■ TASK GOAL: If a line below includes the string "missing", copy it.

________________________

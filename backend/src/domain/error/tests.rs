//! Tests for the domain error payload.

use super::*;
use rstest::{fixture, rstest};
use serde_json::json;

const TRACE_ID: &str = "00000000-0000-0000-0000-000000000000";

#[fixture]
fn trace_id() -> TraceId {
    TRACE_ID.parse().expect("fixture provides a valid UUID")
}

#[rstest]
#[case(Error::invalid_request("bad"), ErrorCode::InvalidRequest)]
#[case(Error::validation_failed("bad"), ErrorCode::ValidationFailed)]
#[case(Error::duplicate_name("taken"), ErrorCode::DuplicateName)]
#[case(Error::email_in_use("taken"), ErrorCode::EmailInUse)]
#[case(Error::unauthorized("who"), ErrorCode::Unauthorized)]
#[case(Error::not_found("missing"), ErrorCode::NotFound)]
#[case(Error::service_unavailable("down"), ErrorCode::ServiceUnavailable)]
#[case(Error::internal("boom"), ErrorCode::InternalError)]
fn constructors_set_code(#[case] error: Error, #[case] expected: ErrorCode) {
    assert_eq!(error.code(), expected);
}

#[rstest]
fn try_new_rejects_blank_messages() {
    let result = Error::try_new(ErrorCode::InvalidRequest, "   ");
    assert_eq!(result, Err(ErrorValidationError::EmptyMessage));
}

#[rstest]
fn try_with_trace_id_rejects_blank_values() {
    let result = Error::invalid_request("bad").try_with_trace_id(" ");
    assert_eq!(result, Err(ErrorValidationError::EmptyTraceId));
}

#[rstest]
fn trace_id_is_absent_out_of_scope() {
    assert!(Error::internal("boom").trace_id().is_none());
}

#[rstest]
#[tokio::test]
async fn trace_id_is_captured_in_scope(trace_id: TraceId) {
    let error = TraceId::scope(trace_id, async { Error::not_found("missing") }).await;
    assert_eq!(error.trace_id(), Some(TRACE_ID));
}

#[rstest]
fn serialises_camel_case_payload() {
    let error = Error::validation_failed("entry failed validation")
        .with_trace_id(TRACE_ID)
        .with_details(json!({ "violations": [] }));

    let value = serde_json::to_value(&error).expect("serialise error");
    assert_eq!(
        value,
        json!({
            "code": "validation_failed",
            "message": "entry failed validation",
            "traceId": TRACE_ID,
            "details": { "violations": [] },
        })
    );
}

#[rstest]
fn omits_absent_optional_fields() {
    let value = serde_json::to_value(Error::not_found("missing")).expect("serialise error");
    assert_eq!(value, json!({ "code": "not_found", "message": "missing" }));
}

#[rstest]
#[tokio::test]
async fn decoding_ignores_ambient_trace_id(trace_id: TraceId) {
    let payload = json!({ "code": "not_found", "message": "missing" });
    let decoded = TraceId::scope(trace_id, async move {
        serde_json::from_value::<Error>(payload).expect("decode error")
    })
    .await;
    assert!(decoded.trace_id().is_none());
}

#[rstest]
fn decoding_rejects_blank_message() {
    let payload = json!({ "code": "not_found", "message": "" });
    assert!(serde_json::from_value::<Error>(payload).is_err());
}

________________________

■ ANSWER FOR THE TASK:
#[case(Error::not_found("missing"), ErrorCode::NotFound)]
    let error = TraceId::scope(trace_id, async { Error::not_found("missing") }).await;
    let value = serde_json::to_value(Error::not_found("missing")).expect("serialise error");
    assert_eq!(value, json!({ "code": "not_found", "message": "missing" }));
    let payload = json!({ "code": "not_found", "message": "missing" });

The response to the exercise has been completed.